* Exercise material *

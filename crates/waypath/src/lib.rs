//! # Waypath
//!
//! Navigation contract for tick-driven actor movement, plus a reference
//! agent that streams a known polyline.
//!
//! Movement code never sees a whole path. It asks its navigation provider
//! for one short straight [`Segment`] at a time, sized by a lookahead window
//! and the actor's current speed, and consumes it over the following ticks.
//! This keeps the per-tick query cheap and lets the provider re-plan between
//! segments without the mover noticing.
//!
//! ## Quick Start
//!
//! ```
//! use std::time::Duration;
//! use glam::Vec3;
//! use waypath::{NavigationProvider, WaypointAgent};
//!
//! let mut agent = WaypointAgent::new(Vec3::ZERO);
//! assert!(agent.path_to(Vec3::new(10.0, 0.0, 0.0)));
//!
//! // 0.5 s of travel at 2 units/s
//! let segment = agent.advance(Duration::from_millis(500), 2.0).unwrap();
//! assert_eq!(segment.start, Vec3::ZERO);
//! assert!((segment.end.x - 1.0).abs() < 1e-5);
//! ```

#![warn(missing_docs)]
#![warn(clippy::all)]
#![warn(clippy::pedantic)]
#![allow(clippy::module_name_repetitions)]

pub mod agent;

use std::time::Duration;

use glam::Vec3;
use serde::{Deserialize, Serialize};

pub use agent::WaypointAgent;

/// A straight path fragment handed out by [`NavigationProvider::advance`].
#[derive(Debug, Clone, Copy, PartialEq, Serialize, Deserialize)]
pub struct Segment {
    /// Where the fragment begins (the agent position at query time)
    pub start: Vec3,
    /// Where the fragment ends
    pub end: Vec3,
}

impl Segment {
    /// Create a segment from its endpoints.
    #[must_use]
    pub const fn new(start: Vec3, end: Vec3) -> Self {
        Self { start, end }
    }

    /// Squared length of the segment.
    #[must_use]
    pub fn length_squared(&self) -> f32 {
        (self.end - self.start).length_squared()
    }

    /// Length of the segment.
    #[must_use]
    pub fn length(&self) -> f32 {
        self.length_squared().sqrt()
    }

    /// Returns `true` if both endpoints coincide.
    #[must_use]
    pub fn is_degenerate(&self) -> bool {
        self.length_squared() == 0.0
    }
}

/// Per-actor navigation agent queried by the movement core.
///
/// Implementations own the agent's notion of where the actor is and where
/// it is heading. Every call is synchronous and must not block; the mover
/// calls these from inside its tick.
///
/// # Contract
///
/// - [`advance`](Self::advance) returns `None` once no further path is
///   available. A zero-length segment means the same thing to the mover.
/// - [`update_position`](Self::update_position) may clamp or correct the
///   submitted position; [`agent_position`](Self::agent_position) reports
///   the corrected result.
/// - [`fly_advance`](Self::fly_advance) reports the new position after one
///   tick of flight and whether the destination was reached.
pub trait NavigationProvider: Send {
    /// Submit a candidate position for correction.
    fn update_position(&mut self, position: Vec3);

    /// Current (corrected) agent position.
    fn agent_position(&self) -> Vec3;

    /// Request the next straight segment covering roughly
    /// `lookahead × speed` of travel.
    fn advance(&mut self, lookahead: Duration, speed: f32) -> Option<Segment>;

    /// Advance one tick of flight from `from` toward `to`.
    fn fly_advance(&mut self, from: Vec3, to: Vec3, speed: f32, delta: f32) -> (Vec3, bool);

    /// Plan a path toward `target`. Returns `false` if it cannot be reached.
    fn path_to(&mut self, target: Vec3) -> bool;

    /// Plan a path that ends at least `distance` away from `from`.
    /// Returns `false` if no such path exists.
    fn path_away_from(&mut self, from: Vec3, distance: f32) -> bool;
}

impl<T: NavigationProvider + ?Sized> NavigationProvider for Box<T> {
    fn update_position(&mut self, position: Vec3) {
        (**self).update_position(position);
    }

    fn agent_position(&self) -> Vec3 {
        (**self).agent_position()
    }

    fn advance(&mut self, lookahead: Duration, speed: f32) -> Option<Segment> {
        (**self).advance(lookahead, speed)
    }

    fn fly_advance(&mut self, from: Vec3, to: Vec3, speed: f32, delta: f32) -> (Vec3, bool) {
        (**self).fly_advance(from, to, speed, delta)
    }

    fn path_to(&mut self, target: Vec3) -> bool {
        (**self).path_to(target)
    }

    fn path_away_from(&mut self, from: Vec3, distance: f32) -> bool {
        (**self).path_away_from(from, distance)
    }
}

/// Axis-aligned walkable volume.
#[derive(Debug, Clone, Copy, PartialEq, Serialize, Deserialize)]
pub struct Bounds {
    /// Minimum corner
    pub min: Vec3,
    /// Maximum corner
    pub max: Vec3,
}

impl Bounds {
    /// Create bounds from dimensions (centered at origin).
    #[must_use]
    pub fn new(width: f32, height: f32, depth: f32) -> Self {
        Self {
            min: Vec3::new(-width / 2.0, -height / 2.0, -depth / 2.0),
            max: Vec3::new(width / 2.0, height / 2.0, depth / 2.0),
        }
    }

    /// Create bounds from min/max corners.
    #[must_use]
    pub fn from_min_max(min: Vec3, max: Vec3) -> Self {
        Self { min, max }
    }

    /// Unbounded volume; nothing is ever clamped.
    #[must_use]
    pub fn unbounded() -> Self {
        Self {
            min: Vec3::splat(f32::NEG_INFINITY),
            max: Vec3::splat(f32::INFINITY),
        }
    }

    /// Check if a point is inside the bounds.
    #[must_use]
    pub fn contains(&self, point: Vec3) -> bool {
        point.cmpge(self.min).all() && point.cmple(self.max).all()
    }

    /// Clamp a point into the bounds.
    #[must_use]
    pub fn clamp(&self, point: Vec3) -> Vec3 {
        point.clamp(self.min, self.max)
    }
}

impl Default for Bounds {
    fn default() -> Self {
        Self::unbounded()
    }
}
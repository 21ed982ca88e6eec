//! Test doubles and factories shared by the scenario and property tests.

use std::collections::VecDeque;
use std::time::Duration;

use glam::Vec3;
use waypath::{NavigationProvider, Segment, WaypointAgent};

use crate::actor::{Actor, ActorId};
use crate::animation::SequenceLibrary;
use crate::stats::BasicStats;
use crate::task::TaskHandle;

/// Actor with the reference navigation agent.
pub type TestActor = Actor<WaypointAgent, SequenceLibrary, BasicStats>;

/// Actor whose navigation replays a fixed list of segments.
pub type ScriptedActor = Actor<ScriptedNavigation, SequenceLibrary, BasicStats>;

/// Navigation double that hands out queued segments, then `None`.
#[derive(Debug, Clone)]
pub struct ScriptedNavigation {
    segments: VecDeque<Segment>,
    position: Vec3,
    accept_paths: bool,
    advance_calls: usize,
}

impl ScriptedNavigation {
    /// Double that accepts every path request.
    pub fn new(segments: Vec<Segment>) -> Self {
        Self {
            segments: segments.into(),
            position: Vec3::ZERO,
            accept_paths: true,
            advance_calls: 0,
        }
    }

    /// Double that refuses every path request.
    pub fn refusing() -> Self {
        Self {
            accept_paths: false,
            ..Self::new(Vec::new())
        }
    }

    /// Straight run of `count` segments of length `step` along +X.
    pub fn straight_run(step: f32, count: usize) -> Self {
        #[allow(clippy::cast_precision_loss)]
        let segments = (0..count)
            .map(|i| {
                let start = Vec3::X * (step * i as f32);
                Segment::new(start, start + Vec3::X * step)
            })
            .collect();
        Self::new(segments)
    }

    /// Number of segment requests seen.
    pub fn advance_calls(&self) -> usize {
        self.advance_calls
    }
}

impl NavigationProvider for ScriptedNavigation {
    fn update_position(&mut self, position: Vec3) {
        self.position = position;
    }

    fn agent_position(&self) -> Vec3 {
        self.position
    }

    fn advance(&mut self, _lookahead: Duration, _speed: f32) -> Option<Segment> {
        self.advance_calls += 1;
        let segment = self.segments.pop_front()?;
        self.position = segment.end;
        Some(segment)
    }

    fn fly_advance(&mut self, _from: Vec3, to: Vec3, _speed: f32, _delta: f32) -> (Vec3, bool) {
        self.position = to;
        (to, true)
    }

    fn path_to(&mut self, _target: Vec3) -> bool {
        self.accept_paths
    }

    fn path_away_from(&mut self, _from: Vec3, _distance: f32) -> bool {
        self.accept_paths
    }
}

/// Idle actor at `position` with the locomotion sequence set and the given
/// movement-speed stat.
pub fn walker(position: Vec3, movement_speed: i64) -> TestActor {
    Actor::new(
        ActorId::new(1),
        position,
        Some(WaypointAgent::new(position)),
        SequenceLibrary::locomotion(),
        BasicStats::new(movement_speed),
    )
}

/// Idle actor at the origin driven by a scripted navigation double.
pub fn scripted_walker(navigation: ScriptedNavigation, movement_speed: i64) -> ScriptedActor {
    Actor::new(
        ActorId::new(2),
        Vec3::ZERO,
        Some(navigation),
        SequenceLibrary::locomotion(),
        BasicStats::new(movement_speed),
    )
}

/// Ticks `actor` until `task` is signaled, returning the number of ticks
/// taken, or `None` if it is still pending after `max_ticks`.
pub fn ticks_until_settled(
    actor: &mut TestActor,
    task: &TaskHandle,
    delta: Duration,
    max_ticks: usize,
) -> Option<usize> {
    for tick in 1..=max_ticks {
        actor.tick(delta);
        if !task.is_pending() {
            return Some(tick);
        }
    }
    None
}
//! Read-only stat access for the movement core.

/// Source of the actor's current movement-speed attribute.
///
/// The attribute is an integer percentage-style stat; the core divides it
/// by [`MovementConfig::speed_divisor`](crate::config::MovementConfig) to
/// get a speed multiplier.
pub trait StatsProvider: Send {
    /// Current movement-speed attribute.
    fn movement_speed(&self) -> i64;
}

impl<T: StatsProvider + ?Sized> StatsProvider for Box<T> {
    fn movement_speed(&self) -> i64 {
        (**self).movement_speed()
    }
}

/// Fixed stat block.
#[derive(Debug, Clone, Copy, PartialEq, Eq)]
pub struct BasicStats {
    /// Movement-speed attribute (100 = base speed)
    pub movement_speed: i64,
}

impl BasicStats {
    /// Stats with the given movement-speed attribute.
    #[must_use]
    pub const fn new(movement_speed: i64) -> Self {
        Self { movement_speed }
    }
}

impl Default for BasicStats {
    fn default() -> Self {
        Self::new(100)
    }
}

impl StatsProvider for BasicStats {
    fn movement_speed(&self) -> i64 {
        self.movement_speed
    }
}
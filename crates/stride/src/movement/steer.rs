//! Free-direction locomotion.

use waypath::NavigationProvider;

use super::session::WalkSession;
use super::Progress;
use crate::actor::Body;

/// Move one tick along the session heading.
///
/// The navigation agent corrects the candidate position (walls, edges);
/// the body takes whatever it reports. Facing is left alone so an actor can
/// strafe. Never arrives.
pub(super) fn advance<N: NavigationProvider + ?Sized>(
    body: &mut Body,
    navigation: &mut N,
    session: &WalkSession,
    delta: f32,
) -> Progress {
    let step = session.heading * (session.speed * delta);
    navigation.update_position(body.position + step);
    body.position = navigation.agent_position();
    body.velocity = session.speed * session.heading;
    Progress::Moving
}
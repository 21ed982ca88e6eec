//! Ground path-follow locomotion.
//!
//! Each tick spends a travel budget of `delta × speed` along the navigation
//! segments. Distances are compared squared; the only square roots happen
//! when a segment is used up and a new one is fetched.

use glam::Vec3;
use waypath::NavigationProvider;

use super::session::{MovementMode, WalkSession};
use super::Progress;
use crate::actor::Body;
use crate::config::MovementConfig;

/// Run one tick of path following.
pub(super) fn advance<N: NavigationProvider + ?Sized>(
    body: &mut Body,
    navigation: &mut N,
    session: &mut WalkSession,
    delta: f32,
    config: &MovementConfig,
) -> Progress {
    let speed = session.speed;
    let travel = delta * speed;
    let mut budget = travel;
    let mut hops = 0;

    loop {
        let remaining_squared = session
            .segment
            .map_or(0.0, |segment| (segment.end - body.position).length_squared());

        if session.segment.is_some() && remaining_squared >= budget * budget {
            break;
        }

        if let Some(segment) = session.segment {
            body.position = segment.end;
            budget -= remaining_squared.sqrt();
            if arrive(body, session, travel) {
                return Progress::Arrived;
            }
        }

        if hops == config.max_segment_hops {
            budget = 0.0;
            break;
        }
        hops += 1;

        session.segment = navigation.advance(config.path_lookahead(), speed);

        let offset = session
            .segment
            .map_or(Vec3::ZERO, |segment| segment.end - body.position);
        let length_squared = offset.length_squared();

        if length_squared == 0.0 {
            return exhausted(body, session);
        }

        session.heading = offset / length_squared.sqrt();
        body.look_to(session.heading);
    }

    body.velocity = speed * session.heading;
    body.position += budget * session.heading;

    if arrive(body, session, travel) {
        return Progress::Arrived;
    }
    Progress::Moving
}

/// Stops the body if the mode's arrival condition holds where it stands.
fn arrive(body: &mut Body, session: &WalkSession, travel: f32) -> bool {
    let Some(offset) = arrival_offset(&session.mode, body.position, travel) else {
        return false;
    };
    body.velocity = Vec3::ZERO;
    if session.look_on_arrival() {
        body.look_to(offset);
    }
    true
}

/// No further segment. The walk ends unfinished even if the body happens to
/// stand inside its arrival condition.
fn exhausted(body: &mut Body, session: &WalkSession) -> Progress {
    if session.look_on_arrival() {
        if let Some(target) = session.mode.target() {
            body.look_to(target - body.position);
        }
    }
    body.velocity = Vec3::ZERO;
    Progress::Exhausted
}

/// Offset to the target if the mode's arrival condition holds at `position`.
///
/// `travel` is one tick of movement; `MoveTo` arrives once the target is
/// closer than that.
fn arrival_offset(mode: &MovementMode, position: Vec3, travel: f32) -> Option<Vec3> {
    let (target, threshold_squared, beyond) = match *mode {
        MovementMode::MoveTo { target } => (target, travel * travel, false),
        MovementMode::ToTarget { target, distance } => (target, distance * distance, false),
        MovementMode::FromTarget { target, distance } => (target, distance * distance, true),
        MovementMode::None | MovementMode::Direction(_) => return None,
    };

    let offset = target - position;
    let distance_squared = offset.length_squared();
    let reached = if beyond {
        distance_squared >= threshold_squared
    } else {
        distance_squared < threshold_squared
    };
    reached.then_some(offset)
}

* Action item *
Gather all lines of the records that include the word "StatsProvider".

* Completed exercise *
pub trait StatsProvider: Send {
impl<T: StatsProvider + ?Sized> StatsProvider for Box<T> {
impl StatsProvider for BasicStats {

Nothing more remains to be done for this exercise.